A coligação PSD/CDS-PP para as eleições europeias
Tal como Pacheco Pereira e muitos militantes do PSD, não consigo perceber como é
possível dois partidos com ideais e opções tão distintas sobre a Europa
coligarem-se para as eleições ao Parlamento Europeu. E não percebo por várias
razões: 1) Há 4 anos atrás Paulo Portas, então nº1 da lista do CDS-PP disse do
PSD e das suas opções europeias aquilo que nem a Oposição tem coragem de dizer
hoje do Governo, numa posição claramente anti-europeia. Como é possível que ele
agora apoie o mesmo PSD, ainda que com outras caras? 2) No Parlamento Europeu
PSD e CDS-PP integram famílias políticas diferentes. Como será agora, a que
grupo irão pertencer os futuros eleitos, todos à mesma família ou cada um para
seu lado? A primeira opção demonstra incoerência política, a segunda demonstra
que são duas listas numa. 3) Porquê a coligação? Nas Legislativas eu ainda
percebo, quem ganha tem que formar Governo, pelo que tem que assegurar apoio na
Assembleia da República, mas nas Europeias os 25 eleitos vão para um Parlamento
de 626 deputados (que serão 732 após o alargamento, diminuindo igualmente os 25
portugueses para 22), onde não vão governar, mas sim legislar e controlar a
acção do Conselho Europeu (ou a futura presidência europeia, de acordo com a
proposta de Constituição).
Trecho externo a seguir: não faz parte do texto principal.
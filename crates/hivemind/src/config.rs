//! Coordinator configuration: scenario defaults and policy knobs.

use serde::{Deserialize, Serialize};

use crate::behavior::CollectivePolicy;
use crate::error::{HivemindError, Result};

/// What a repeated group assignment does to an existing backup.
#[derive(Debug, Clone, Copy, PartialEq, Eq, Default, Serialize, Deserialize)]
#[serde(rename_all = "snake_case")]
pub enum BackupPolicy {
    /// Keep the first backup; later assignments never replace it.
    #[default]
    FirstAssignmentWins,
    /// Every assignment re-captures whatever was running at that moment.
    Overwrite,
}

/// Top-level configuration for the group coordinator.
#[derive(Debug, Clone, PartialEq, Serialize, Deserialize)]
#[serde(default)]
pub struct HivemindConfig {
    /// Group addressed by the bundled scenarios.
    pub group_label: String,
    /// Tree assigned by the bundled scenarios.
    pub behavior_tree: String,
    /// Skin applied by the individual-assignment scenario.
    pub group_skin: Option<String>,
    /// Speed broadcast by the synchronization scenario.
    pub speed_multiplier: f32,
    /// Group asset read by the describe scenario.
    pub group_asset: String,
    pub backup_policy: BackupPolicy,
    /// Drop the backup once it has been restored.
    pub clear_backup_on_restore: bool,
    pub collective_policy: CollectivePolicy,
}

impl Default for HivemindConfig {
    fn default() -> Self {
        Self {
            group_label: "magenta".into(),
            behavior_tree: "Behaviors:critter".into(),
            group_skin: Some("magentaDeerSkin".into()),
            speed_multiplier: 2.5,
            group_asset: "engine:magenta".into(),
            backup_policy: BackupPolicy::FirstAssignmentWins,
            clear_backup_on_restore: true,
            collective_policy: CollectivePolicy::All,
        }
    }
}

impl HivemindConfig {
    /// Parse and validate a JSON configuration. Missing keys take defaults.
    pub fn from_json(source: &str) -> Result<Self> {
        let config: HivemindConfig = serde_json::from_str(source)?;
        config.validate()?;
        Ok(config)
    }

    /// Reject values no scenario can run with.
    pub fn validate(&self) -> Result<()> {
        if self.group_label.trim().is_empty() {
            return Err(HivemindError::InvalidConfig("group_label is empty".into()));
        }
        if self.behavior_tree.trim().is_empty() {
            return Err(HivemindError::InvalidConfig("behavior_tree is empty".into()));
        }
        if !self.speed_multiplier.is_finite() || self.speed_multiplier < 0.0 {
            return Err(HivemindError::InvalidConfig(format!(
                "speed_multiplier must be a non-negative number, got {}",
                self.speed_multiplier
            )));
        }
        Ok(())
    }
}
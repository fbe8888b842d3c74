//! Behavior trees and the interpreters that run them.
//!
//! - **Trees** are immutable, named assets shared by reference
//! - **Interpreters** hold one actor's resumable run over a tree
//! - **Collective interpreters** advance one tree for a fixed set of actors
//! - **Actions** are the per-actor control surface leaves act through

pub mod actions;
pub mod collective;
pub mod interpreter;
pub mod tree;

pub use actions::{ActionHandler, Actor, ScriptedActions};
pub use collective::{CollectiveInterpreter, CollectivePolicy, CollectiveTick, LeafOutcome};
pub use interpreter::{Interpreter, InterpreterSnapshot, NodeMemory, RunState};
pub use tree::{BehaviorNode, BehaviorStatus, BehaviorTree, BehaviorTreeRef, DecoratorType, NodeId};
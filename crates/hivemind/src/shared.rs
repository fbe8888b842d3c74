//! Serialized access to a coordinator from several threads.
//!
//! The coordinator itself is single-threaded (`&mut self` everywhere).
//! [`SharedCoordinator`] puts it behind a `parking_lot` mutex so that every
//! operation runs to completion before the next one starts.

use std::sync::Arc;

use parking_lot::Mutex;

use crate::assets::{AssetResolver, MaterialResolver};
use crate::coordinator::GroupCoordinator;
use crate::scenario::{Scenario, ScenarioOutcome};
use crate::world::EntityStore;

/// Cloneable, lock-guarded handle to one [`GroupCoordinator`].
pub struct SharedCoordinator<S, R> {
    inner: Arc<Mutex<GroupCoordinator<S, R>>>,
}

impl<S, R> Clone for SharedCoordinator<S, R> {
    fn clone(&self) -> Self {
        Self {
            inner: Arc::clone(&self.inner),
        }
    }
}

impl<S, R> SharedCoordinator<S, R>
where
    S: EntityStore,
    R: AssetResolver + MaterialResolver,
{
    pub fn new(coordinator: GroupCoordinator<S, R>) -> Self {
        Self {
            inner: Arc::new(Mutex::new(coordinator)),
        }
    }

    /// Run `f` with exclusive access to the coordinator.
    pub fn with<T>(&self, f: impl FnOnce(&mut GroupCoordinator<S, R>) -> T) -> T {
        let mut guard = self.inner.lock();
        f(&mut guard)
    }

    pub fn run(&self, scenario: Scenario) -> ScenarioOutcome {
        self.with(|coordinator| coordinator.run(scenario))
    }
}

#[cfg(test)]
mod tests {
    use super::*;
    use crate::assets::{AssetLibrary, ResourceId};
    use crate::behavior::{BehaviorNode, BehaviorTree};
    use crate::world::{EntityRecord, GroupTag, InMemoryWorld};
    use crate::HivemindConfig;

    #[test]
    fn test_concurrent_runs_are_serialized() {
        let mut world = InMemoryWorld::new();
        for i in 0..4 {
            world.spawn(EntityRecord::new(format!("deer-{i}")).with(GroupTag::new("magenta")));
        }
        let mut assets = AssetLibrary::new();
        assets.add_tree(BehaviorTree::new(
            ResourceId::new("Behaviors", "critter"),
            BehaviorNode::Action("wander".into()),
        ));
        let coordinator = GroupCoordinator::new(world, assets, HivemindConfig::default()).unwrap();
        let shared = SharedCoordinator::new(coordinator);

        let handles: Vec<_> = (0..4)
            .map(|_| {
                let shared = shared.clone();
                std::thread::spawn(move || shared.run(Scenario::SynchronizeSpeed))
            })
            .collect();
        for handle in handles {
            assert!(handle.join().unwrap().is_success());
        }

        let hiveminds = shared.with(|c| c.store().entities_with(crate::world::ComponentKind::Hivemind).len());
        assert_eq!(hiveminds, 4);
    }
}
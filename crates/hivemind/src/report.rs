//! Structured results of group operations.

use std::fmt;

use serde::{Deserialize, Serialize};

use crate::error::HivemindError;
use crate::world::{ComponentKind, EntityId};

/// The group operation a report belongs to.
#[derive(Debug, Clone, Copy, PartialEq, Eq, Hash, Serialize, Deserialize)]
pub enum Operation {
    AssignBehavior,
    AssignCollective,
    RecoverBackup,
    PropagateSpeed,
}

impl fmt::Display for Operation {
    fn fmt(&self, f: &mut fmt::Formatter<'_>) -> fmt::Result {
        let name = match self {
            Operation::AssignBehavior => "assign-behavior",
            Operation::AssignCollective => "assign-collective",
            Operation::RecoverBackup => "recover-backup",
            Operation::PropagateSpeed => "propagate-speed",
        };
        f.write_str(name)
    }
}

/// Why an entity was left untouched.
#[derive(Debug, Clone, Copy, PartialEq, Eq, Serialize, Deserialize)]
pub enum SkipReason {
    /// No backup to restore.
    MissingPriorState,
    /// The entity lacks a component the operation needs.
    MissingComponent(ComponentKind),
    /// The requested state is already in place.
    Unchanged,
}

/// Outcome of one pass over a group.
///
/// Per-entity problems never stop the pass; they land in `skipped` or
/// `failures`. `aborted` is set only when the operation had nothing it could
/// meaningfully do, e.g. the requested tree does not resolve.
#[derive(Debug)]
pub struct GroupReport {
    pub operation: Operation,
    pub label: String,
    pub affected: Vec<EntityId>,
    pub skipped: Vec<(EntityId, SkipReason)>,
    pub failures: Vec<(EntityId, HivemindError)>,
    /// Non-fatal problems, such as a skin that did not resolve.
    pub warnings: Vec<HivemindError>,
    pub aborted: Option<HivemindError>,
}

impl GroupReport {
    pub fn new(operation: Operation, label: impl Into<String>) -> Self {
        Self {
            operation,
            label: label.into(),
            affected: Vec::new(),
            skipped: Vec::new(),
            failures: Vec::new(),
            warnings: Vec::new(),
            aborted: None,
        }
    }

    pub(crate) fn abort(mut self, err: HivemindError) -> Self {
        self.aborted = Some(err);
        self
    }

    pub fn affected_count(&self) -> usize {
        self.affected.len()
    }

    /// No per-entity failure and not aborted.
    pub fn is_success(&self) -> bool {
        self.aborted.is_none() && self.failures.is_empty()
    }

    /// Nothing was changed.
    pub fn is_noop(&self) -> bool {
        self.affected.is_empty()
    }

    pub fn was_skipped(&self, entity: EntityId) -> bool {
        self.skipped.iter().any(|(e, _)| *e == entity)
    }

    pub fn failed(&self, entity: EntityId) -> bool {
        self.failures.iter().any(|(e, _)| *e == entity)
    }

    /// Benign conditions of the pass, expressed as errors for callers that
    /// want to surface them. Every entry satisfies
    /// [`HivemindError::is_benign`].
    pub fn notices(&self) -> Vec<HivemindError> {
        let untouched = self.affected.is_empty() && self.skipped.is_empty() && self.failures.is_empty();
        if self.aborted.is_none() && untouched {
            return vec![HivemindError::EmptyGroup(self.label.clone())];
        }
        self.skipped
            .iter()
            .filter(|(_, reason)| *reason == SkipReason::MissingPriorState)
            .map(|(entity, _)| HivemindError::MissingPriorState(*entity))
            .collect()
    }
}

impl fmt::Display for GroupReport {
    fn fmt(&self, f: &mut fmt::Formatter<'_>) -> fmt::Result {
        if let Some(err) = &self.aborted {
            return write!(f, "{} on '{}' aborted: {err}", self.operation, self.label);
        }
        write!(
            f,
            "{} on '{}': {} affected, {} skipped, {} failed",
            self.operation,
            self.label,
            self.affected.len(),
            self.skipped.len(),
            self.failures.len()
        )
    }
}

/// Entities removed by a clean-up.
#[derive(Debug, Clone, Default, PartialEq, Eq)]
pub struct TeardownReport {
    pub hiveminds: Vec<EntityId>,
    pub tagged: Vec<EntityId>,
}

impl TeardownReport {
    pub fn total(&self) -> usize {
        self.hiveminds.len() + self.tagged.len()
    }
}
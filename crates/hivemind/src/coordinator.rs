//! Group behavior coordination.
//!
//! The [`GroupCoordinator`] assigns trees to whole groups, backs up and
//! restores each member's individual run, materializes hiveminds and binds
//! collective interpreters to them.
//!
//! # Backups
//!
//! A group assignment over an entity that already runs a behavior first
//! copies that behavior (tree + deep snapshot of its interpreter) into the
//! entity's group tag. [`GroupCoordinator::recover_backup`] puts it back
//! so the entity resumes at the exact node it had reached. Skins are not
//! restored.
//!
//! # Failure model
//!
//! Every pass is per-entity isolated: a rejected write or a missing
//! component is recorded in the [`GroupReport`] and the pass moves on. Only
//! an unresolvable shared tree aborts an operation, before any side effect.

use tracing::{debug, info, warn};

use crate::assets::{AssetResolver, GroupDefinition, MaterialResolver};
use crate::behavior::{BehaviorTreeRef, CollectiveInterpreter, Interpreter};
use crate::config::{BackupPolicy, HivemindConfig};
use crate::error::{HivemindError, Result};
use crate::group::{actors_of, members_of, GroupRegistry};
use crate::report::{GroupReport, Operation, SkipReason, TeardownReport};
use crate::world::{
    Behavior, CharacterMovement, CollectiveBehavior, ComponentKind, EntityId, EntityStore,
    EntityStoreExt, GroupTag, Hivemind, SkeletalMesh,
};

/// Entity name given to materialized hiveminds.
pub const HIVEMIND_ENTITY_NAME: &str = "hivemindEntity";

/// Orchestrates group-wide behavior changes against an entity store.
pub struct GroupCoordinator<S, R> {
    store: S,
    assets: R,
    config: HivemindConfig,
    groups: GroupRegistry,
}

impl<S, R> GroupCoordinator<S, R>
where
    S: EntityStore,
    R: AssetResolver + MaterialResolver,
{
    /// Validate `config` and load the group definitions `assets` offers.
    pub fn new(store: S, assets: R, config: HivemindConfig) -> Result<Self> {
        config.validate()?;
        let groups = GroupRegistry::load(&assets);
        Ok(Self {
            store,
            assets,
            config,
            groups,
        })
    }

    pub fn store(&self) -> &S {
        &self.store
    }

    pub fn store_mut(&mut self) -> &mut S {
        &mut self.store
    }

    pub fn assets(&self) -> &R {
        &self.assets
    }

    pub fn config(&self) -> &HivemindConfig {
        &self.config
    }

    pub fn groups(&self) -> &GroupRegistry {
        &self.groups
    }

    /// Give back the store and asset resolver.
    pub fn into_parts(self) -> (S, R) {
        (self.store, self.assets)
    }

    /// Current members of `label`; a fresh scan every call.
    pub fn members_of(&self, label: &str) -> Vec<EntityId> {
        members_of(&self.store, label)
    }

    /// Hivemind component of `entity`, if it is one.
    pub fn hivemind(&self, entity: EntityId) -> Option<Hivemind> {
        self.store.get(entity)
    }

    fn resolve_tree(&self, name: &str) -> Result<BehaviorTreeRef> {
        self.assets
            .behavior_tree(name)
            .ok_or_else(|| HivemindError::ResourceNotFound(name.to_string()))
    }

    // -- individual assignment ----------------------------------------------

    /// Give every member of `label` its own run of `tree_name`.
    ///
    /// Members that already run something get it backed up into their group
    /// tag first (subject to [`BackupPolicy`]). When `skin` is given it is
    /// applied to every member with a skeletal mesh; a skin that does not
    /// resolve is reported as a warning and the assignment proceeds.
    pub fn assign_behavior(&mut self, label: &str, tree_name: &str, skin: Option<&str>) -> GroupReport {
        let mut report = GroupReport::new(Operation::AssignBehavior, label);

        let tree = match self.resolve_tree(tree_name) {
            Ok(tree) => tree,
            Err(err) => {
                warn!(label, tree = tree_name, "behavior tree not found, nothing assigned");
                return report.abort(err);
            }
        };

        let skin = skin.and_then(|name| {
            let resolved = self.assets.resolve_skin(name);
            if resolved.is_none() {
                warn!(label, skin = name, "skin not found, assigning behavior without it");
                report
                    .warnings
                    .push(HivemindError::ResourceNotFound(name.to_string()));
            }
            resolved
        });

        let members = self.members_of(label);
        if members.is_empty() {
            log_notices(&report);
            return report;
        }

        for entity in members {
            let Some(mut tag) = self.store.get::<GroupTag>(entity) else {
                continue;
            };

            if let (Some(skin), Some(mut mesh)) = (&skin, self.store.get::<SkeletalMesh>(entity)) {
                mesh.material = Some(skin.clone());
                if let Err(err) = self.store.save_component(entity, mesh) {
                    warn!(%entity, error = %err, "failed to apply group skin");
                    report.failures.push((entity, err.into()));
                }
            }

            let capture = match self.config.backup_policy {
                BackupPolicy::Overwrite => true,
                BackupPolicy::FirstAssignmentWins => !tag.group_assigned,
            };
            let previous = self.store.get::<Behavior>(entity);
            if let Some(previous) = previous.as_ref().filter(|_| capture) {
                tag.record_backup(previous);
            }
            tag.group_assigned = true;

            // Behavior first: a rejected save must leave the tag as it was.
            if let Err(err) = self.store.save_component(entity, Behavior::new(entity, tree.clone())) {
                warn!(%entity, error = %err, "failed to save group behavior");
                report.failures.push((entity, err.into()));
                continue;
            }
            if let Err(err) = self.store.save_component(entity, tag) {
                warn!(%entity, error = %err, "failed to update group tag, reverting behavior");
                self.revert_behavior(entity, previous);
                report.failures.push((entity, err.into()));
                continue;
            }
            if let Some(previous) = previous.filter(|_| capture) {
                debug!(%entity, tree = %previous.tree.id(), "backed up individual behavior");
            }
            report.affected.push(entity);
        }

        info!(
            label,
            tree = %tree.id(),
            affected = report.affected.len(),
            failed = report.failures.len(),
            "assigned group behavior"
        );
        report
    }

    /// Put back the behavior an entity ran before a half-applied write.
    fn revert_behavior(&mut self, entity: EntityId, previous: Option<Behavior>) {
        let reverted = match previous {
            Some(behavior) => self.store.save_component(entity, behavior),
            None => self.store.remove_component::<Behavior>(entity).map(|_| ()),
        };
        if let Err(err) = reverted {
            warn!(%entity, error = %err, "could not revert behavior");
        }
    }

    // -- restore --------------------------------------------------------------

    /// Put every member of `label` back on the behavior it ran before its
    /// group assignment, resuming at the recorded node.
    pub fn recover_backup(&mut self, label: &str) -> GroupReport {
        let mut report = GroupReport::new(Operation::RecoverBackup, label);

        for entity in self.members_of(label) {
            let Some(mut tag) = self.store.get::<GroupTag>(entity) else {
                continue;
            };
            let (Some(tree), Some(snapshot)) = (tag.backup_tree.clone(), tag.backup_state.clone()) else {
                report.skipped.push((entity, SkipReason::MissingPriorState));
                continue;
            };

            let interpreter = match Interpreter::resume(tree.clone(), &snapshot) {
                Ok(interpreter) => interpreter,
                Err(err) => {
                    warn!(%entity, error = %err, "backup cannot be resumed");
                    report.failures.push((entity, err));
                    continue;
                }
            };

            let current = self.store.get::<Behavior>(entity);
            if let Err(err) = self.store.save_component(entity, Behavior { tree, interpreter }) {
                warn!(%entity, error = %err, "failed to save restored behavior");
                report.failures.push((entity, err.into()));
                continue;
            }

            tag.group_assigned = false;
            if self.config.clear_backup_on_restore {
                tag.clear_backup();
            }
            if let Err(err) = self.store.save_component(entity, tag) {
                warn!(%entity, error = %err, "failed to update group tag, reverting restore");
                self.revert_behavior(entity, current);
                report.failures.push((entity, err.into()));
                continue;
            }
            report.affected.push(entity);
        }

        info!(
            label,
            restored = report.affected.len(),
            skipped = report.skipped.len(),
            "recovered behavior backups"
        );
        log_notices(&report);
        report
    }

    // -- hiveminds -------------------------------------------------------------

    /// Create a new hivemind entity holding the current members of `label`.
    ///
    /// Every call creates an independent entity; clean-up is the caller's.
    pub fn materialize_hivemind(&mut self, label: &str) -> Result<EntityId> {
        let entity = self.store.create(HIVEMIND_ENTITY_NAME);
        let mut hivemind = Hivemind::new(label);
        for member in self.members_of(label) {
            hivemind.insert(member);
        }
        let members = hivemind.len();

        if let Err(err) = self.store.save_component(entity, hivemind) {
            self.store.destroy(entity);
            return Err(err.into());
        }
        info!(label, hivemind = %entity, members, "materialized hivemind");
        Ok(entity)
    }

    /// Set the movement speed multiplier of every hivemind member.
    /// Members without movement are skipped.
    pub fn propagate_speed(&mut self, hivemind: EntityId, multiplier: f32) -> GroupReport {
        let Some(hive) = self.hivemind(hivemind) else {
            return GroupReport::new(Operation::PropagateSpeed, "")
                .abort(HivemindError::NotAHivemind(hivemind));
        };
        let mut report = GroupReport::new(Operation::PropagateSpeed, hive.group_label.as_str());

        for &member in hive.members() {
            let Some(mut movement) = self.store.get::<CharacterMovement>(member) else {
                report
                    .skipped
                    .push((member, SkipReason::MissingComponent(ComponentKind::CharacterMovement)));
                continue;
            };
            movement.speed_multiplier = multiplier;
            match self.store.save_component(member, movement) {
                Ok(()) => report.affected.push(member),
                Err(err) => report.failures.push((member, err.into())),
            }
        }

        info!(
            label = %hive.group_label,
            multiplier,
            affected = report.affected.len(),
            "propagated speed"
        );
        report
    }

    /// Run `tree_name` collectively over the hivemind's members.
    ///
    /// No-op when the hivemind has no members or the tree does not resolve.
    /// An existing collective bound to the same tree is kept as is; one bound
    /// to another tree keeps its record and only gets a new tree and
    /// interpreter.
    pub fn assign_collective(&mut self, hivemind: EntityId, tree_name: &str) -> GroupReport {
        let Some(hive) = self.hivemind(hivemind) else {
            return GroupReport::new(Operation::AssignCollective, "")
                .abort(HivemindError::NotAHivemind(hivemind));
        };
        let mut report = GroupReport::new(Operation::AssignCollective, hive.group_label.as_str());

        let actors = actors_of(&hive);
        if actors.is_empty() {
            debug!(hivemind = %hivemind, "hivemind has no members, collective left unchanged");
            return report;
        }

        let tree = match self.resolve_tree(tree_name) {
            Ok(tree) => tree,
            Err(err) => {
                warn!(hivemind = %hivemind, tree = tree_name, "behavior tree not found");
                return report.abort(err);
            }
        };

        let interpreter = CollectiveInterpreter::new(actors, tree.clone(), self.config.collective_policy);
        let record = match self.store.get::<CollectiveBehavior>(hivemind) {
            Some(existing) if existing.tree.same_asset(&tree) => {
                debug!(hivemind = %hivemind, tree = %tree.id(), "collective already bound");
                report.skipped.push((hivemind, SkipReason::Unchanged));
                return report;
            }
            Some(mut existing) => {
                existing.rebind(tree.clone(), interpreter);
                existing
            }
            None => CollectiveBehavior::new(tree.clone(), interpreter),
        };

        match self.store.save_component(hivemind, record) {
            Ok(()) => report.affected.extend_from_slice(hive.members()),
            Err(err) => report.failures.push((hivemind, err.into())),
        }
        info!(
            hivemind = %hivemind,
            tree = %tree.id(),
            actors = report.affected.len(),
            "assigned collective behavior"
        );
        report
    }

    // -- assets & clean-up -----------------------------------------------------

    /// Load a group definition asset by name.
    pub fn describe_group(&self, name: &str) -> Result<GroupDefinition> {
        let def = self.assets.group(name)?;
        debug!(asset = name, label = %def.group_label, "loaded group definition");
        Ok(def)
    }

    /// Destroy every hivemind and every tagged entity. Backups are lost.
    pub fn teardown(&mut self) -> TeardownReport {
        let mut report = TeardownReport::default();
        for entity in self.store.entities_with(ComponentKind::Hivemind) {
            if self.store.destroy(entity) {
                report.hiveminds.push(entity);
            }
        }
        for entity in self.store.entities_with(ComponentKind::GroupTag) {
            if self.store.destroy(entity) {
                report.tagged.push(entity);
            }
        }
        info!(
            hiveminds = report.hiveminds.len(),
            tagged = report.tagged.len(),
            "tore down group entities"
        );
        report
    }
}

fn log_notices(report: &GroupReport) {
    for notice in report.notices() {
        debug!(operation = %report.operation, label = %report.label, %notice, "nothing to do");
    }
}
Então para que serve a coligação? 4) Mesmo no caso do
Governo, só após as eleições foi efectuado um acordo entre os partidos, que
permitisse a criação de um Governo com alguma estabilidade parlamentar. Porquê
neste caso um acordo pré-eleitoral? 5) Ao concorrer em parceria com o PSD, o
CDS-PP perde qualquer espaço de manobra para questionar a construção europeia,
pelo menos da forma que sempre o fez até ser Governo. E deixa esse espaço livre
à Nova Democracia, de Manuel Monteiro. Nova Democracia que já está a aproveitar
esse espaço, aparecendo como o rosto visível da opinião pública na exigência do
referendo, através do abaixo assinado que está a promover. Aliás, o CDS-PP corre
o sério risco de se eclipsar completamente, com esta colagem ao PSD. E corremos
o risco de brevemente ter na Nova Democracia o PRD do século XXI, recolhendo os
votos dos descontentes à direita e ao centro, aqueles que estão descontentes com
o Governo e não reconhecem no actual PS uma opção válida. Em conclusão, esta
coligação está condenada ao fracasso, pois criará grandes divisões dentro do PSD
(o que resultará numa fragilização do partido que lidera a coligação
governativa) e retirará qualquer espaço de manobra ao CDS-PP, que sem poder
defender as suas principais ideias sobre a Europa, arrisca-se a ser "eclipsado",
com o seu espaço ocupado pela Nova Democracia. Razão e juízo teve por isso
Pacheco Pereira quando decidiu afastar-se deste processo, numa posição de
coerência que cada vez mais rareia na nossa classe política.